** Dataset entries follows **

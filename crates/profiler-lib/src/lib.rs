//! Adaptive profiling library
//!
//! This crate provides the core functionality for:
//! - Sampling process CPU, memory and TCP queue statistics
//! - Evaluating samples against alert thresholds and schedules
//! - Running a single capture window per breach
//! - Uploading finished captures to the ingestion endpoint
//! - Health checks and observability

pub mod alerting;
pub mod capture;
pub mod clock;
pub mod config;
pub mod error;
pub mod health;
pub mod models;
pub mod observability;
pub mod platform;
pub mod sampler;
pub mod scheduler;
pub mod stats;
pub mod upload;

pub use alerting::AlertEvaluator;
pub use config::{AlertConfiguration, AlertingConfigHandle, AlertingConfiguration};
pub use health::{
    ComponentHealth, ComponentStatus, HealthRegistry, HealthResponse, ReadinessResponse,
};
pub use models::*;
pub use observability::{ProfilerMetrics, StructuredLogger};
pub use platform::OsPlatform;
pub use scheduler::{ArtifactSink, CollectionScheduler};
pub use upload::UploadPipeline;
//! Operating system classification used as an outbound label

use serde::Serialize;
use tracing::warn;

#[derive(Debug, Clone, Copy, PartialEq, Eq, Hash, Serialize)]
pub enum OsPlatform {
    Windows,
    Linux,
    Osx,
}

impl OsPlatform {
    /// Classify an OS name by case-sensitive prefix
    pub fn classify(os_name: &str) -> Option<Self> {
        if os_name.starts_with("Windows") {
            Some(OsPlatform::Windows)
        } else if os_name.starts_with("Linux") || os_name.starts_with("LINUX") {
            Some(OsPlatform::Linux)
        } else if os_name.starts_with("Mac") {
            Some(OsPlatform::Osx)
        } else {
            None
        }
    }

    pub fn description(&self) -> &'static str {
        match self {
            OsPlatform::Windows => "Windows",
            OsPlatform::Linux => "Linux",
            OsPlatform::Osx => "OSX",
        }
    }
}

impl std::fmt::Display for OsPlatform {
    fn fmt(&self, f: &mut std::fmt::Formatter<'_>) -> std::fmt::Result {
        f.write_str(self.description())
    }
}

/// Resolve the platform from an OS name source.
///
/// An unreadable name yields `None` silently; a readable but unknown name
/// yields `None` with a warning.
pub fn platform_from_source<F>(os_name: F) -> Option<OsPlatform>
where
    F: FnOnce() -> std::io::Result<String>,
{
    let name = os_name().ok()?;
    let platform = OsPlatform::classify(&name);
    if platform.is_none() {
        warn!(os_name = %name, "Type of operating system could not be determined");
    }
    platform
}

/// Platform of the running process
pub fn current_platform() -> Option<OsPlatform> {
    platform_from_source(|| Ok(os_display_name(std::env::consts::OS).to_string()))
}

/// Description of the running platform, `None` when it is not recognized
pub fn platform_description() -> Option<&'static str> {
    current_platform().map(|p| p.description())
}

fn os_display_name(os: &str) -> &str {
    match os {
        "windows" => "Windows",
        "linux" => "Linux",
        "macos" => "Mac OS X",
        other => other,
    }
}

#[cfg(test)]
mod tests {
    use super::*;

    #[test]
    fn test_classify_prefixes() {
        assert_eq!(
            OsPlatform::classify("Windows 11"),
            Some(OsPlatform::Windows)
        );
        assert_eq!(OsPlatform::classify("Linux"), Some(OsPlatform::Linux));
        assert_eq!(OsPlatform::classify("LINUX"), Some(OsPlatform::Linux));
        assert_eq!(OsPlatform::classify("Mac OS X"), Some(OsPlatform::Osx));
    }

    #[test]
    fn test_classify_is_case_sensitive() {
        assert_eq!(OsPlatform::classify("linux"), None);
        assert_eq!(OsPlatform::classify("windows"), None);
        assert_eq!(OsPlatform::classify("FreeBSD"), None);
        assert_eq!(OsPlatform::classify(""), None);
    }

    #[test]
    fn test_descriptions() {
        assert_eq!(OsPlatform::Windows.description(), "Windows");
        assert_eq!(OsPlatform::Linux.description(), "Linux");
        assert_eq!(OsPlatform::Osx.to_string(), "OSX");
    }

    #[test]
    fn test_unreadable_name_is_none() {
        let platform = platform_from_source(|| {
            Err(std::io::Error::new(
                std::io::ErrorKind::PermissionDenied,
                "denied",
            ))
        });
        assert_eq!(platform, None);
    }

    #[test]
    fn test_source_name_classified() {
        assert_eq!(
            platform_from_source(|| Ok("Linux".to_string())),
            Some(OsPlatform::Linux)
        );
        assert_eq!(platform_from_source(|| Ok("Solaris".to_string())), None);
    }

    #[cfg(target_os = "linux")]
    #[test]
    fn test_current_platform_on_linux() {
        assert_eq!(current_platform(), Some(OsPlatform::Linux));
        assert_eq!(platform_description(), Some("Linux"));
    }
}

** End of Dataset entries **
** Dataset entries follows **

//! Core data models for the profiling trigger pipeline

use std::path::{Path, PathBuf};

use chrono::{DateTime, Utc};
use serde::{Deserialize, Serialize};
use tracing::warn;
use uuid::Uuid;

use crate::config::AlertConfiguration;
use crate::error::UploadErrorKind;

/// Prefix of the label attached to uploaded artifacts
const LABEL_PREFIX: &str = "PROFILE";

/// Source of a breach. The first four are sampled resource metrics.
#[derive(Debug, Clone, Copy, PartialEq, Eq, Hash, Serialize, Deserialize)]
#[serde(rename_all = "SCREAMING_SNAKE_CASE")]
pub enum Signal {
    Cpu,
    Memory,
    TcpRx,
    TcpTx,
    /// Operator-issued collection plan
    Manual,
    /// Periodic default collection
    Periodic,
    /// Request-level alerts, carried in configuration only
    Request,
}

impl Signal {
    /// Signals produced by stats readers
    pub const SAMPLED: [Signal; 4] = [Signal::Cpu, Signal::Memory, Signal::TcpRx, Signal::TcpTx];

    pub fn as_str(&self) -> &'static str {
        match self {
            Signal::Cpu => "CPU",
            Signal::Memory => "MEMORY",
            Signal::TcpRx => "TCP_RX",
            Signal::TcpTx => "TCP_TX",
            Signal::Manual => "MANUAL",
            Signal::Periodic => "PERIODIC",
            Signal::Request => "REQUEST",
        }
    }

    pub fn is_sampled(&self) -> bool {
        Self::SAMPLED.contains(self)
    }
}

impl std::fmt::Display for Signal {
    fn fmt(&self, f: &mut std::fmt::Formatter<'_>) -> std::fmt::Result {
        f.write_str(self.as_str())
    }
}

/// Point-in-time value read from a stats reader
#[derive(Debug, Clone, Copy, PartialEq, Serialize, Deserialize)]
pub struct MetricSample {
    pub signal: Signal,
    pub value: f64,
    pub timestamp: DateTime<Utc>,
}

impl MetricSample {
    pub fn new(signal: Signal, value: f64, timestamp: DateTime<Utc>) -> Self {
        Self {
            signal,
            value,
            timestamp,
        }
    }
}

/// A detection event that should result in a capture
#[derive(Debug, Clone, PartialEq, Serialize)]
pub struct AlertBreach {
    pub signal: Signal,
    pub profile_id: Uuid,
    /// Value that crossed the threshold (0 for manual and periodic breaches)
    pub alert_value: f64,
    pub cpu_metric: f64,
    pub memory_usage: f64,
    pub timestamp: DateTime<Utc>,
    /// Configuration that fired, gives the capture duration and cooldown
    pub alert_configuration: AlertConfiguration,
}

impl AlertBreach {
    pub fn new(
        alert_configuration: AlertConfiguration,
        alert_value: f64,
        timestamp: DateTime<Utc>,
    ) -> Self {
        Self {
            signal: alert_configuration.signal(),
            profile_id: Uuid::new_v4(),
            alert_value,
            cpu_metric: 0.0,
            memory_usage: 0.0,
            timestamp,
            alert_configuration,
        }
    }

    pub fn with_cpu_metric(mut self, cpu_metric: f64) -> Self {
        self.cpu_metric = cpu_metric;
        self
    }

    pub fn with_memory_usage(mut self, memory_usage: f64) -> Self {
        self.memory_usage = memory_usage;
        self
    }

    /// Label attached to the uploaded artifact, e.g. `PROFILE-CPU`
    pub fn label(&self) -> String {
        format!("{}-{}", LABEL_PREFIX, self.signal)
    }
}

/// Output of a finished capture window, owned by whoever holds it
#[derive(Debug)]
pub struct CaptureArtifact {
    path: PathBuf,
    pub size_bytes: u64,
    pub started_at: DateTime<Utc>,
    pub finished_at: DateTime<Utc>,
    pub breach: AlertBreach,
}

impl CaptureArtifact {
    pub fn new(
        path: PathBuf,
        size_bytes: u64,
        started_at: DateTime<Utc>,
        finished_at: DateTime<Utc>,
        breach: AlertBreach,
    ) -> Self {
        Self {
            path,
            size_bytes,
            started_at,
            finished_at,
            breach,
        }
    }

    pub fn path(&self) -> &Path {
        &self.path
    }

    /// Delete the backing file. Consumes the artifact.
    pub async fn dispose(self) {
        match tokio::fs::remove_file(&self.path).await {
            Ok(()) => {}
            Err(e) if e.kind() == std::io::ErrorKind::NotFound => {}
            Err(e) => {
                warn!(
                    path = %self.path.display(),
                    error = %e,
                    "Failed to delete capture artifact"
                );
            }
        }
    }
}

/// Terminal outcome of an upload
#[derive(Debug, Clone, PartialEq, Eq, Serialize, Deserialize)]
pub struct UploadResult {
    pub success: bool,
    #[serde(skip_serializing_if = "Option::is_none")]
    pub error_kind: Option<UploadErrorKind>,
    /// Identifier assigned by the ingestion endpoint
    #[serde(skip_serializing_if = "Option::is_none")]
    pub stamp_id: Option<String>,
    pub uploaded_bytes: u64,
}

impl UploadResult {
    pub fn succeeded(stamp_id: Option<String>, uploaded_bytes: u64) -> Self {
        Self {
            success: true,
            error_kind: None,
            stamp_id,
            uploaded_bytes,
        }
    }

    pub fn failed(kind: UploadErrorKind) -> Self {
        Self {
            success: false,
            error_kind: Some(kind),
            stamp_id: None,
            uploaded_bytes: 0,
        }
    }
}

** End of Dataset entries **

To do
Copy each line in the entries above where the word "Serialize" shows up.

Problem solution
use serde::Serialize;
#[derive(Debug, Clone, Copy, PartialEq, Eq, Hash, Serialize)]
use serde::{Deserialize, Serialize};
#[derive(Debug, Clone, Copy, PartialEq, Eq, Hash, Serialize, Deserialize)]
#[derive(Debug, Clone, Copy, PartialEq, Serialize, Deserialize)]
#[derive(Debug, Clone, PartialEq, Serialize)]
#[derive(Debug, Clone, PartialEq, Eq, Serialize, Deserialize)]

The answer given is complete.